REQUIRED ACTION: Which lines of the data include the string "AuthConfig"? List them all.

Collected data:
//! Application Configuration
//!
//! Configuration for the Auth application layer. Built once at startup,
//! validated, then shared read-only behind an `Arc`.

use std::time::Duration;

use platform::crypto::{random_bytes, to_base64};
use platform::password::{DEFAULT_ITERATIONS, MIN_ITERATIONS, PasswordHasher};
use thiserror::Error;

/// Minimum signing secret length in bytes (HS256 key size)
pub const MIN_SECRET_LEN: usize = 32;

pub const DEFAULT_ISSUER: &str = "dendo-api";
pub const DEFAULT_AUDIENCE: &str = "dendo-client";
pub const DEFAULT_TOKEN_TTL_HOURS: u64 = 8;
pub const DEFAULT_DEMO_USERNAME: &str = "admin";

/// Configuration errors
#[derive(Debug, Clone, PartialEq, Eq, Error)]
pub enum ConfigError {
    #[error("{0} must be set")]
    Missing(&'static str),

    #[error("{name} has an invalid value: {reason}")]
    Invalid { name: &'static str, reason: String },

    #[error("JWT_SECRET must be at least {min} bytes (got {actual})")]
    SecretTooShort { min: usize, actual: usize },

    #[error("PASSWORD_KDF_ITERATIONS must be at least {min} (got {actual})")]
    IterationsTooLow { min: u32, actual: u32 },
}

/// Demo account created on an empty store
#[derive(Clone)]
pub struct DemoUser {
    pub username: String,
    pub password: String,
}

impl std::fmt::Debug for DemoUser {
    fn fmt(&self, f: &mut std::fmt::Formatter<'_>) -> std::fmt::Result {
        f.debug_struct("DemoUser")
            .field("username", &self.username)
            .field("password", &"[REDACTED]")
            .finish()
    }
}

/// Auth application configuration
#[derive(Clone)]
pub struct AuthConfig {
    /// HS256 signing secret (used as its UTF-8 bytes)
    pub jwt_secret: String,
    /// `iss` claim written and required
    pub jwt_issuer: String,
    /// `aud` claim written and required
    pub jwt_audience: String,
    /// Token lifetime from issue time
    pub token_ttl: Duration,
    /// PBKDF2 iteration count
    pub kdf_iterations: u32,
    /// Seeded when the user store is empty
    pub demo_user: Option<DemoUser>,
}

impl std::fmt::Debug for AuthConfig {
    fn fmt(&self, f: &mut std::fmt::Formatter<'_>) -> std::fmt::Result {
        f.debug_struct("AuthConfig")
            .field("jwt_secret", &"[REDACTED]")
            .field("jwt_issuer", &self.jwt_issuer)
            .field("jwt_audience", &self.jwt_audience)
            .field("token_ttl", &self.token_ttl)
            .field("kdf_iterations", &self.kdf_iterations)
            .field("demo_user", &self.demo_user)
            .finish()
    }
}

impl AuthConfig {
    /// Read configuration from the process environment
    pub fn from_env() -> Result<Self, ConfigError> {
        Self::from_lookup(|key| std::env::var(key).ok())
    }

    /// Read configuration through an arbitrary key lookup
    pub fn from_lookup<F>(lookup: F) -> Result<Self, ConfigError>
    where
        F: Fn(&str) -> Option<String>,
    {
        let non_empty = |key: &str| lookup(key).filter(|v| !v.trim().is_empty());

        let jwt_secret = non_empty("JWT_SECRET").ok_or(ConfigError::Missing("JWT_SECRET"))?;
        let jwt_issuer = non_empty("JWT_ISSUER").unwrap_or_else(|| DEFAULT_ISSUER.to_string());
        let jwt_audience =
            non_empty("JWT_AUDIENCE").unwrap_or_else(|| DEFAULT_AUDIENCE.to_string());

        let ttl_hours = match non_empty("JWT_TTL_HOURS") {
            Some(raw) => parse_number::<u64>("JWT_TTL_HOURS", &raw)?,
            None => DEFAULT_TOKEN_TTL_HOURS,
        };

        let kdf_iterations = match non_empty("PASSWORD_KDF_ITERATIONS") {
            Some(raw) => parse_number::<u32>("PASSWORD_KDF_ITERATIONS", &raw)?,
            None => DEFAULT_ITERATIONS,
        };

        let demo_user = non_empty("DEMO_USER_PASSWORD").map(|password| DemoUser {
            username: non_empty("DEMO_USER_USERNAME")
                .unwrap_or_else(|| DEFAULT_DEMO_USERNAME.to_string()),
            password,
        });

        Ok(Self {
            jwt_secret,
            jwt_issuer,
            jwt_audience,
            token_ttl: Duration::from_secs(ttl_hours.saturating_mul(3600)),
            kdf_iterations,
            demo_user,
        })
    }

    /// Check the invariants the token issuer and hasher rely on
    pub fn validate(&self) -> Result<(), ConfigError> {
        if self.jwt_secret.len() < MIN_SECRET_LEN {
            return Err(ConfigError::SecretTooShort {
                min: MIN_SECRET_LEN,
                actual: self.jwt_secret.len(),
            });
        }
        if self.jwt_issuer.trim().is_empty() {
            return Err(ConfigError::Invalid {
                name: "JWT_ISSUER",
                reason: "must not be empty".to_string(),
            });
        }
        if self.jwt_audience.trim().is_empty() {
            return Err(ConfigError::Invalid {
                name: "JWT_AUDIENCE",
                reason: "must not be empty".to_string(),
            });
        }
        if self.token_ttl.is_zero() {
            return Err(ConfigError::Invalid {
                name: "JWT_TTL_HOURS",
                reason: "must be greater than zero".to_string(),
            });
        }
        if self.kdf_iterations < MIN_ITERATIONS {
            return Err(ConfigError::IterationsTooLow {
                min: MIN_ITERATIONS,
                actual: self.kdf_iterations,
            });
        }
        Ok(())
    }

    /// Create config with a random signing secret (for development and tests)
    pub fn development() -> Self {
        Self {
            jwt_secret: to_base64(&random_bytes(48)),
            jwt_issuer: DEFAULT_ISSUER.to_string(),
            jwt_audience: DEFAULT_AUDIENCE.to_string(),
            token_ttl: Duration::from_secs(DEFAULT_TOKEN_TTL_HOURS * 3600),
            kdf_iterations: DEFAULT_ITERATIONS,
            demo_user: None,
        }
    }

    /// Password hasher at the configured iteration count
    pub fn hasher(&self) -> PasswordHasher {
        PasswordHasher::new(self.kdf_iterations)
    }

    /// Token TTL in whole seconds
    pub fn token_ttl_secs(&self) -> i64 {
        i64::try_from(self.token_ttl.as_secs()).unwrap_or(i64::MAX)
    }
}

fn parse_number<T: std::str::FromStr>(name: &'static str, raw: &str) -> Result<T, ConfigError> {
    raw.trim().parse::<T>().map_err(|_| ConfigError::Invalid {
        name,
        reason: format!("'{raw}' is not a valid number"),
    })
}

TASK OUTPUT:
pub struct AuthConfig {
impl std::fmt::Debug for AuthConfig {
        f.debug_struct("AuthConfig")
impl AuthConfig {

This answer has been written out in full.